Nos séculos 16 e 17, Bahia, Maranhão, Pará, Pernambuco, São Paulo, Paraná, Minas Gerais e Rio de Janeiro tinham orquestras formadas exclusivamente por mulatos ou negros. Essas confrarias produziam a mais nobre forma de atração cultural e artística da época. A corte portuguesa, uma das mais ricas da Europa em termos de música, segundo o maestro Júlio Medaglia, cuja biblioteca musical era a segunda maior depois da do Vaticano, trazia para a Colônia toneladas e mais toneladas de partituras que eram minuciosamente estudadas e analisadas por músicos mulatos ou negros. Uma das particularidades sobre o tema, contadas pelo maestro, foi o caso de um quarteto de Haydn: “Estive uma vez com o professor Curt Lange, lá em Minas, e encontramos um quarteto de cordas de Haydn que tinha sido copiado por João José Gomes, se não me engano. Nós achamos o nome desse tal de João José Gomes lá numa confraria de mulatos em Minas Gerais, portanto, brasileiro. O nome era brasileiro e ele que fizera a cópia. Essa partitura estava toda cheia de pingos de velas, e a borda, arredonda de tanto virar a página. Ou seja, aquele quarteto foi tocado de forma exaustiva. E os caras estavam participando realmente do que estava acontecendo. Aí, nós vimos a data da cópia, e era de 14 anos antes de Haydn morrer na Áustria.
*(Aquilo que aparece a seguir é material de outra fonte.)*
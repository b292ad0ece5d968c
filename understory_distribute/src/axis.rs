// Copyright 2025 the Understory Authors
// SPDX-License-Identifier: Apache-2.0 OR MIT

//! Axis and layout-direction helpers.

use kurbo::{Insets, Point, Rect, Size};

/// The axis a distribution runs along.
#[derive(Debug, Clone, Copy, PartialEq, Eq, Hash)]
pub enum Axis {
    /// Left to right (or right to left, see [`LayoutDirection`]).
    Horizontal,
    /// Top to bottom. Vertical distributions never mirror.
    Vertical,
}

impl Axis {
    /// Returns the perpendicular axis.
    #[must_use]
    pub const fn cross(self) -> Self {
        match self {
            Self::Horizontal => Self::Vertical,
            Self::Vertical => Self::Horizontal,
        }
    }

    /// Magnitude of `size` along this axis.
    #[must_use]
    pub const fn size(self, size: Size) -> f64 {
        match self {
            Self::Horizontal => size.width,
            Self::Vertical => size.height,
        }
    }

    /// Extent of `rect` along this axis.
    #[must_use]
    pub fn extent(self, rect: Rect) -> f64 {
        match self {
            Self::Horizontal => rect.width(),
            Self::Vertical => rect.height(),
        }
    }

    /// Total space `insets` consume along this axis.
    ///
    /// For the horizontal axis this is `left + right`, for the vertical axis
    /// `top + bottom`.
    #[must_use]
    pub fn inset_amount(self, insets: Insets) -> f64 {
        match self {
            Self::Horizontal => insets.x_value(),
            Self::Vertical => insets.y_value(),
        }
    }

    /// The `(min, max)` span of `rect` along this axis.
    #[must_use]
    pub const fn span(self, rect: Rect) -> (f64, f64) {
        match self {
            Self::Horizontal => (rect.x0, rect.x1),
            Self::Vertical => (rect.y0, rect.y1),
        }
    }

    /// The insets on the min and max edges of this axis, as a pair.
    #[must_use]
    pub const fn inset_span(self, insets: Insets) -> (f64, f64) {
        match self {
            Self::Horizontal => (insets.x0, insets.x1),
            Self::Vertical => (insets.y0, insets.y1),
        }
    }

    /// Coordinate of the leading edge of `rect` along this axis.
    ///
    /// The horizontal leading edge is the left edge for left-to-right layouts
    /// and the right edge for right-to-left layouts. The vertical leading edge
    /// is always the top edge.
    #[must_use]
    pub const fn leading_edge(self, rect: Rect, direction: LayoutDirection) -> f64 {
        match (self, direction) {
            (Self::Horizontal, LayoutDirection::LeftToRight) => rect.x0,
            (Self::Horizontal, LayoutDirection::RightToLeft) => rect.x1,
            (Self::Vertical, _) => rect.y0,
        }
    }

    /// Coordinate of `point` along this axis.
    #[must_use]
    pub const fn coord(self, point: Point) -> f64 {
        match self {
            Self::Horizontal => point.x,
            Self::Vertical => point.y,
        }
    }

    /// Arrange a coordinate along this axis and one along the cross axis into a point.
    #[must_use]
    pub const fn pack(self, major: f64, minor: f64) -> Point {
        match self {
            Self::Horizontal => Point::new(major, minor),
            Self::Vertical => Point::new(minor, major),
        }
    }

    /// Build a rect from a span along this axis and a span along the cross axis.
    #[must_use]
    pub const fn pack_rect(self, major: (f64, f64), minor: (f64, f64)) -> Rect {
        match self {
            Self::Horizontal => Rect::new(major.0, minor.0, major.1, minor.1),
            Self::Vertical => Rect::new(minor.0, major.0, minor.1, major.1),
        }
    }
}

/// Reading direction used to resolve "leading" and "trailing".
#[derive(Debug, Clone, Copy, PartialEq, Eq, Hash, Default)]
pub enum LayoutDirection {
    /// Leading is left.
    #[default]
    LeftToRight,
    /// Leading is right.
    RightToLeft,
}

impl LayoutDirection {
    /// Whether positions along `axis` run from the max edge towards the min edge.
    #[must_use]
    pub const fn is_mirrored_on(self, axis: Axis) -> bool {
        matches!((self, axis), (Self::RightToLeft, Axis::Horizontal))
    }
}
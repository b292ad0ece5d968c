// Copyright 2025 the Understory Authors
// SPDX-License-Identifier: Apache-2.0 OR MIT

//! Runnable demos for Understory Distribute. See the `examples/` directory.
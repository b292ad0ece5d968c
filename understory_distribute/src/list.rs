// Copyright 2025 the Understory Authors
// SPDX-License-Identifier: Apache-2.0 OR MIT

//! Plain list building for distributions.

use alloc::vec::Vec;

use crate::DistributionItem;

/// Places a clone of `separator` between every consecutive pair of `items`.
///
/// No separator is added before the first item or after the last one.
///
/// ```rust
/// use understory_distribute::{DistributionItem, Spacer, interleave};
///
/// let items = [1_u32, 2, 3].map(DistributionItem::element);
/// let spaced = interleave(items, 8_u32.fixed());
/// assert_eq!(spaced.len(), 5);
/// assert!(matches!(spaced[1], DistributionItem::Fixed(l) if l == 8.0));
/// ```
pub fn interleave<T, I>(items: I, separator: T) -> Vec<T>
where
    T: Clone,
    I: IntoIterator<Item = T>,
{
    let items = items.into_iter();
    let mut out = Vec::with_capacity(items.size_hint().0.saturating_mul(2));
    for item in items {
        if !out.is_empty() {
            out.push(separator.clone());
        }
        out.push(item);
    }
    out
}

/// An ordered item list built with ordinary control flow.
///
/// Conditions become [`push_if`](Self::push_if), optional views become
/// [`push_some`](Self::push_some), and loops become [`extend`](Self::extend).
/// The result is exactly the list the same pushes onto a `Vec` would give.
///
/// ```rust
/// use understory_distribute::{DistributionItem, DistributionList, Spacer};
///
/// let show_badge = false;
/// let icon: Option<u32> = Some(4);
/// let list = DistributionList::new()
///     .push(1_u32.flexible())
///     .push_some(icon.map(DistributionItem::element))
///     .push_if(show_badge, || DistributionItem::element(5))
///     .extend([6, 7].map(DistributionItem::element))
///     .push(1_u32.flexible());
/// assert_eq!(list.len(), 5);
/// ```
#[derive(Debug, Clone)]
pub struct DistributionList<K> {
    items: Vec<DistributionItem<K>>,
}

impl<K> Default for DistributionList<K> {
    fn default() -> Self {
        Self::new()
    }
}

impl<K> DistributionList<K> {
    /// An empty list.
    #[must_use]
    pub const fn new() -> Self {
        Self { items: Vec::new() }
    }

    /// Appends an item.
    #[must_use]
    pub fn push(mut self, item: impl Into<DistributionItem<K>>) -> Self {
        self.items.push(item.into());
        self
    }

    /// Appends the item built by `item` only when `condition` holds.
    #[must_use]
    pub fn push_if<T: Into<DistributionItem<K>>>(
        self,
        condition: bool,
        item: impl FnOnce() -> T,
    ) -> Self {
        if condition { self.push(item()) } else { self }
    }

    /// Appends the item if there is one.
    #[must_use]
    pub fn push_some(self, item: Option<impl Into<DistributionItem<K>>>) -> Self {
        match item {
            Some(item) => self.push(item),
            None => self,
        }
    }

    /// Appends every item in order.
    #[must_use]
    pub fn extend<T: Into<DistributionItem<K>>>(
        mut self,
        items: impl IntoIterator<Item = T>,
    ) -> Self {
        self.items.extend(items.into_iter().map(Into::into));
        self
    }

    /// Inserts `separator` between every consecutive pair of items.
    #[must_use]
    pub fn interleaved(self, separator: DistributionItem<K>) -> Self
    where
        K: Clone,
    {
        Self {
            items: interleave(self.items, separator),
        }
    }

    /// Number of items.
    #[must_use]
    pub fn len(&self) -> usize {
        self.items.len()
    }

    /// Returns `true` if no items have been added.
    #[must_use]
    pub fn is_empty(&self) -> bool {
        self.items.is_empty()
    }

    /// The items in order.
    #[must_use]
    pub fn as_slice(&self) -> &[DistributionItem<K>] {
        &self.items
    }

    /// The finished list.
    #[must_use]
    pub fn into_vec(self) -> Vec<DistributionItem<K>> {
        self.items
    }
}

impl<K> IntoIterator for DistributionList<K> {
    type Item = DistributionItem<K>;
    type IntoIter = alloc::vec::IntoIter<DistributionItem<K>>;

    fn into_iter(self) -> Self::IntoIter {
        self.items.into_iter()
    }
}

impl<K> From<DistributionList<K>> for Vec<DistributionItem<K>> {
    fn from(list: DistributionList<K>) -> Self {
        list.items
    }
}

#[cfg(test)]
mod tests {
    use super::*;
    use crate::{FlexibleProxy, Spacer};
    use alloc::vec;

    #[test]
    fn interleave_skips_the_ends() {
        assert_eq!(interleave(Vec::<u8>::new(), 0), Vec::<u8>::new());
        assert_eq!(interleave([1], 0), vec![1]);
        assert_eq!(interleave([1, 2, 3], 0), vec![1, 0, 2, 0, 3]);
    }

    #[test]
    fn builder_matches_manual_construction() {
        let proxy = FlexibleProxy::new(1.0);
        let optional: Option<u32> = None;
        let list = DistributionList::new()
            .push(DistributionItem::element(1_u32))
            .push_if(true, || 2_u32.fixed())
            .push_if(false, || DistributionItem::element(9))
            .push_some(optional.map(DistributionItem::element))
            .push(&proxy)
            .extend((3..5).map(DistributionItem::element));

        let ids: Vec<Option<u32>> = list
            .as_slice()
            .iter()
            .map(|i| i.element_id().copied())
            .collect();
        assert_eq!(ids, vec![Some(1), None, None, Some(3), Some(4)]);
        assert!(list.as_slice()[2].is_flexible());
    }

    #[test]
    fn interleaved_list() {
        let list = DistributionList::new()
            .extend([1_u32, 2, 3].map(DistributionItem::element))
            .interleaved(4_u32.fixed());
        let shapes: Vec<bool> = list.into_iter().map(|i| i.is_spacing()).collect();
        assert_eq!(shapes, vec![false, true, false, true, false]);
    }
}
Significa que o homem estava vivo, produzindo o que havia de mais recente e o quarteto já estava sendo tocado aqui”.
ASSIMILAÇÃO
Os atualmente conhecidos como mestres mulatos eram, na época, filhos ou netos de escravos, que muitas vezes recebiam do pai branco o nome e a alforria, ou eram contratados pela corte para exercer a função de músicos. A absorção do conhecimento desses homens era feita através de análise e assimilação do material trazido da corte portuguesa para a Colônia; e, desse estudo, surgiram inúmeras composições espalhadas por todo o Brasil. Não se tem ideia do volume de obras produzidas desde o período colonial e, por outro lado, nosso país é o mais atrasado na organização e na recuperação de acervos musicais, conforme o maestro Marcelo Antunes Martins, que pesquisou o assunto durante 11 anos. Muitos desses compositores foram mestres de capelas, e muitas das obras recuperadas são obras sacras. Mas também compõem o acervo organizado e resgatado inúmeras produções que não são vinculadas ao âmbito religioso.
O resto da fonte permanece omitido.